How does the data below read from its first line through the line containing "fn accepts(&self, value: &Value)"? Print those lines exactly.
(TASK INPUTS begins)
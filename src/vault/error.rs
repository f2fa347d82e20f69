#[derive(Debug, thiserror::Error)]
pub enum VaultError {
    #[error("Configuration error: {0}")]
    Config(String),

    #[error("Network error: {0}")]
    Network(String),

    #[error("HTTP status {0}: {1}")]
    HttpStatus(u16, String),

    #[error("API error: {0}")]
    Api(String),

    #[error("Parse error: {0}")]
    Parse(String),

    #[error("Error from reqwest: {0}")]
    Reqwest(#[from] reqwest::Error),

    #[error("JSON error: {0}")]
    Json(#[from] serde_json::Error),
}
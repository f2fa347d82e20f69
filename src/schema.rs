//! Declarative schema surface exposed to the orchestrator.
//!
//! Every resource and data source describes its attributes here. The
//! description is what `vaultform schema` prints, and [`Schema::validate`]
//! is the gate every JSON config passes before it is turned into a typed
//! config.

use crate::error::ProviderError;
use serde::Serialize;
use serde_json::Value;

#[derive(Debug, Clone, Copy, PartialEq, Eq, Serialize)]
#[serde(rename_all = "snake_case")]
pub enum AttributeKind {
    String,
    StringSet,
    StringList,
    StringMap,
    Int,
}

impl AttributeKind {
    fn accepts(&self, value: &Value) -> bool {
        match self {
            AttributeKind::String => value.is_string(),
            AttributeKind::StringSet | AttributeKind::StringList => value
                .as_array()
                .is_some_and(|items| items.iter().all(Value::is_string)),
            AttributeKind::StringMap => value
                .as_object()
                .is_some_and(|map| map.values().all(Value::is_string)),
            AttributeKind::Int => value.is_i64() || value.is_u64(),
        }
    }
}

/// Checks one attribute value; receives the attribute name and the value.
pub type Validator = fn(&str, &Value) -> Result<(), String>;

#[derive(Debug, Clone, Serialize)]
pub struct Attribute {
    pub name: &'static str,
    pub kind: AttributeKind,
    pub required: bool,
    pub optional: bool,
    pub computed: bool,
    pub force_new: bool,
    pub sensitive: bool,
    pub description: &'static str,
    #[serde(skip)]
    pub validate: Option<Validator>,
}

impl Attribute {
    fn new(name: &'static str, kind: AttributeKind) -> Self {
        Self {
            name,
            kind,
            required: false,
            optional: false,
            computed: false,
            force_new: false,
            sensitive: false,
            description: "",
            validate: None,
        }
    }

    pub fn required(name: &'static str, kind: AttributeKind) -> Self {
        Self {
            required: true,
            ..Self::new(name, kind)
        }
    }

    pub fn optional(name: &'static str, kind: AttributeKind) -> Self {
        Self {
            optional: true,
            ..Self::new(name, kind)
        }
    }

    pub fn computed(name: &'static str, kind: AttributeKind) -> Self {
        Self {
            computed: true,
            ..Self::new(name, kind)
        }
    }

    pub fn force_new(mut self) -> Self {
        self.force_new = true;
        self
    }

    pub fn sensitive(mut self) -> Self {
        self.sensitive = true;
        self
    }

    pub fn describe(mut self, description: &'static str) -> Self {
        self.description = description;
        self
    }

    pub fn validate_with(mut self, validator: Validator) -> Self {
        self.validate = Some(validator);
        self
    }

    fn settable(&self) -> bool {
        self.required || self.optional
    }
}

#[derive(Debug, Clone, Serialize)]
pub struct Schema {
    pub description: &'static str,
    pub attributes: Vec<Attribute>,
}

impl Schema {
    pub fn new(description: &'static str) -> Self {
        Self {
            description,
            attributes: Vec::new(),
        }
    }

    pub fn attribute(mut self, attribute: Attribute) -> Self {
        self.attributes.push(attribute);
        self
    }

    pub fn get(&self, name: &str) -> Option<&Attribute> {
        self.attributes.iter().find(|a| a.name == name)
    }

    /// Validates a JSON config object against this schema. `null` values
    /// count as unset.
    pub fn validate(&self, config: &Value) -> Result<(), ProviderError> {
        let Some(object) = config.as_object() else {
            return Err(ProviderError::validation(
                "configuration must be a JSON object",
            ));
        };

        for (key, value) in object {
            let attribute = self
                .get(key)
                .ok_or_else(|| ProviderError::validation(format!("unsupported argument {:?}", key)))?;
            if value.is_null() {
                continue;
            }
            if !attribute.settable() {
                return Err(ProviderError::validation(format!(
                    "{:?} is computed and cannot be set",
                    key
                )));
            }
            if !attribute.kind.accepts(value) {
                return Err(ProviderError::validation(format!(
                    "{:?} must be of type {:?}",
                    key, attribute.kind
                )));
            }
            if let Some(validator) = attribute.validate {
                validator(key, value).map_err(ProviderError::Validation)?;
            }
        }

        for attribute in self.attributes.iter().filter(|a| a.required) {
            if object.get(attribute.name).map_or(true, Value::is_null) {
                return Err(ProviderError::validation(format!(
                    "the argument {:?} is required, but no definition was found",
                    attribute.name
                )));
            }
        }
        Ok(())
    }
}

pub fn validate_no_trailing_slash(name: &str, value: &Value) -> Result<(), String> {
    match value.as_str() {
        Some(s) if s.ends_with('/') => {
            Err(format!("invalid value for {:?}, contains trailing '/'", name))
        }
        _ => Ok(()),
    }
}

pub fn validate_json_object(name: &str, value: &Value) -> Result<(), String> {
    let Some(text) = value.as_str() else {
        return Ok(());
    };
    match serde_json::from_str::<Value>(text) {
        Ok(Value::Object(_)) => Ok(()),
        Ok(_) => Err(format!("{:?} must encode a JSON object", name)),
        Err(e) => Err(format!("{:?} is not valid JSON: {}", name, e)),
    }
}
use anyhow::{Context, Result};
use clap::builder::BoolishValueParser;
use clap::{ArgAction, Parser, Subcommand};
use serde_json::Value;
use std::io::Read;
use std::time::Duration;
use tracing::info;

use crate::provider::{Provider, Registry};
use crate::vault::VaultConfig;

#[derive(Parser)]
#[command(
    name = "vaultform",
    about = "Reconcile declared Vault resources against a Vault server",
    version
)]
pub struct Cli {
    /// Vault server address.
    #[arg(
        long,
        default_value = "http://127.0.0.1:8200",
        global = true,
        env = "VAULT_ADDR"
    )]
    pub vault_addr: String,

    /// Vault token used for every request.
    #[arg(long, global = true, env = "VAULT_TOKEN", hide_env_values = true)]
    pub token: Option<String>,

    /// Vault Enterprise namespace.
    #[arg(long, global = true, env = "VAULT_NAMESPACE")]
    pub namespace: Option<String>,

    /// CA certificate (PEM) used to verify the server.
    #[arg(long, global = true, env = "VAULT_CACERT")]
    pub ca_cert: Option<String>,

    /// Disable TLS certificate verification.
    #[arg(
        long,
        global = true,
        env = "VAULT_SKIP_VERIFY",
        action = ArgAction::SetTrue,
        value_parser = BoolishValueParser::new()
    )]
    pub skip_tls_verify: bool,

    /// Per-request timeout in seconds.
    #[arg(long, global = true, default_value_t = 30)]
    pub timeout_secs: u64,

    #[command(subcommand)]
    pub command: Commands,
}

#[derive(Subcommand)]
pub enum Commands {
    /// Print the schema of every resource and data source.
    Schema,
    /// Create or update a resource. Prints the resulting state.
    Apply {
        /// Resource type, e.g. vault_mfa_login_enforcement
        resource_type: String,
        /// JSON file with the desired configuration ("-" for stdin).
        #[arg(long)]
        config: String,
        /// JSON file with the prior state, if the resource already exists.
        #[arg(long)]
        state: Option<String>,
    },
    /// Re-read a resource. Prints the refreshed state; a null id means it is gone.
    Refresh {
        resource_type: String,
        #[arg(long)]
        state: String,
    },
    /// Delete a resource.
    Destroy {
        resource_type: String,
        #[arg(long)]
        state: String,
    },
    /// Import an existing object by its identifier. Prints the state.
    Import { resource_type: String, id: String },
    /// Read a data source. Prints its output.
    Data {
        /// Data source type, e.g. vault_kv_secret_list
        data_source_type: String,
        #[arg(long)]
        config: String,
    },
}

impl Cli {
    pub fn vault_config(&self) -> VaultConfig {
        let mut config =
            VaultConfig::new(&self.vault_addr).with_timeout(Duration::from_secs(self.timeout_secs));
        if let Some(token) = &self.token {
            config = config.with_token(token);
        }
        if let Some(namespace) = &self.namespace {
            config = config.with_namespace(namespace);
        }
        if let Some(ca_cert) = &self.ca_cert {
            config = config.with_ca_cert(ca_cert);
        }
        config.skip_tls_verify = self.skip_tls_verify;
        config
    }
}

fn read_json(source: &str) -> Result<Value> {
    let text = if source == "-" {
        let mut buf = String::new();
        std::io::stdin()
            .read_to_string(&mut buf)
            .context("Failed to read JSON from stdin")?;
        buf
    } else {
        std::fs::read_to_string(source).with_context(|| format!("Failed to read {}", source))?
    };
    serde_json::from_str(&text).with_context(|| format!("{} is not valid JSON", source))
}

fn print_json(value: &Value) -> Result<()> {
    println!("{}", serde_json::to_string_pretty(value)?);
    Ok(())
}

pub async fn run(cli: Cli) -> Result<()> {
    if let Commands::Schema = cli.command {
        // no server needed, so no token either
        return print_json(&Registry::default().schema());
    }

    let provider = Provider::configure(&cli.vault_config())?;

    match cli.command {
        Commands::Schema => {}
        Commands::Apply {
            resource_type,
            config,
            state,
        } => {
            let config = read_json(&config)?;
            let prior = state.as_deref().map(read_json).transpose()?;
            let state = provider.apply(&resource_type, prior, config).await?;
            info!("{} applied", resource_type);
            print_json(&state)?;
        }
        Commands::Refresh {
            resource_type,
            state,
        } => {
            let state = provider.refresh(&resource_type, read_json(&state)?).await?;
            print_json(&state)?;
        }
        Commands::Destroy {
            resource_type,
            state,
        } => {
            provider.destroy(&resource_type, read_json(&state)?).await?;
            info!("{} destroyed", resource_type);
        }
        Commands::Import { resource_type, id } => {
            let state = provider.import(&resource_type, &id).await?;
            print_json(&state)?;
        }
        Commands::Data {
            data_source_type,
            config,
        } => {
            let output = provider
                .read_data(&data_source_type, read_json(&config)?)
                .await?;
            print_json(&output)?;
        }
    }

    Ok(())
}
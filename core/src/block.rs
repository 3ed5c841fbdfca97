/// Exception code carried by a backpatch site.
///
/// `DispatchOnly` sites skip the raise call: the exception has already
/// been delivered (by a helper) and only cleanup and dispatch remain.
#[derive(Debug, Clone, Copy, PartialEq, Eq, Hash)]
pub enum ExcCode {
    Fixed(u32),
    DispatchOnly,
}

/// How a backpatch site's placeholder is encoded.
#[derive(Debug, Clone, Copy, PartialEq, Eq, Hash)]
pub enum FixupKind {
    /// rel32 displacement of a conditional branch.
    Rel32,
    /// 64-bit absolute immediate (recovery address operand).
    Abs64,
}

/// A fault-guard site recorded while a block body is emitted.
#[derive(Debug, Clone, Copy, PartialEq, Eq)]
pub struct BackpatchSite {
    /// Arena offset of the placeholder field.
    pub fixup_offset: usize,
    pub kind: FixupKind,
    pub exc: ExcCode,
    /// Guest instructions completed before the guarded instruction.
    pub icount: u32,
}

/// Where a register-indirect exit reads the next PC from.
#[derive(Debug, Clone, Copy, PartialEq, Eq)]
pub enum PcSource {
    Pc,
    NewPc,
}

/// Control transfer emitted at the end of a straight-line path.
#[derive(Debug, Clone, Copy, PartialEq, Eq)]
pub enum ExitDescriptor {
    /// Next PC is a constant dispatched through the resolve helper.
    Static(u32),
    /// Next PC is a constant whose ICache slot is read directly.
    StaticViaICache(u32, usize),
    /// Next PC is read from the register file at run time.
    RegisterIndirect(PcSource),
    /// Unconditional guest exception `(code, pc)`.
    Exception(u32, u32),
}

impl ExitDescriptor {
    /// Statically known successor PC, if any.
    pub fn target_pc(&self) -> Option<u32> {
        match *self {
            ExitDescriptor::Static(pc) | ExitDescriptor::StaticViaICache(pc, _) => Some(pc),
            _ => None,
        }
    }
}

/// Host-offset to guest-instruction mapping entry.
///
/// One record is written at the start of every guest instruction body;
/// records are sorted by `host_offset`.
#[derive(Debug, Clone, Copy, PartialEq, Eq)]
pub struct RecoveryRecord {
    pub host_offset: u32,
    pub icount: u32,
}

/// Find the instruction index covering `host_offset`.
pub fn recovery_lookup(records: &[RecoveryRecord], host_offset: u32) -> Option<u32> {
    let idx = records.partition_point(|r| r.host_offset <= host_offset);
    if idx == 0 {
        None
    } else {
        Some(records[idx - 1].icount)
    }
}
(TASK INPUTS ends)
## RESULT BELOW
filename src/vault/error.rs
repository f2fa347d82e20f69
#[derive(Debug, thiserror::Error)]
pub enum VaultError {
    #[error("Configuration error: {0}")]
    Config(String),

    #[error("Network error: {0}")]
    Network(String),

    #[error("HTTP status {0}: {1}")]
    HttpStatus(u16, String),

    #[error("API error: {0}")]
    Api(String),

    #[error("Parse error: {0}")]
    Parse(String),

    #[error("Error from reqwest: {0}")]
    Reqwest(#[from] reqwest::Error),

    #[error("JSON error: {0}")]
    Json(#[from] serde_json::Error),
}
repository f2fa347d82e20f69
filename src/schema.rs
//! Declarative schema surface exposed to the orchestrator.
//!
//! Every resource and data source describes its attributes here. The
//! description is what `vaultform schema` prints, and [`Schema::validate`]
//! is the gate every JSON config passes before it is turned into a typed
//! config.

use crate::error::ProviderError;
use serde::Serialize;
use serde_json::Value;

#[derive(Debug, Clone, Copy, PartialEq, Eq, Serialize)]
#[serde(rename_all = "snake_case")]
pub enum AttributeKind {
    String,
    StringSet,
    StringList,
    StringMap,
    Int,
}

impl AttributeKind {
    fn accepts(&self, value: &Value) -> bool {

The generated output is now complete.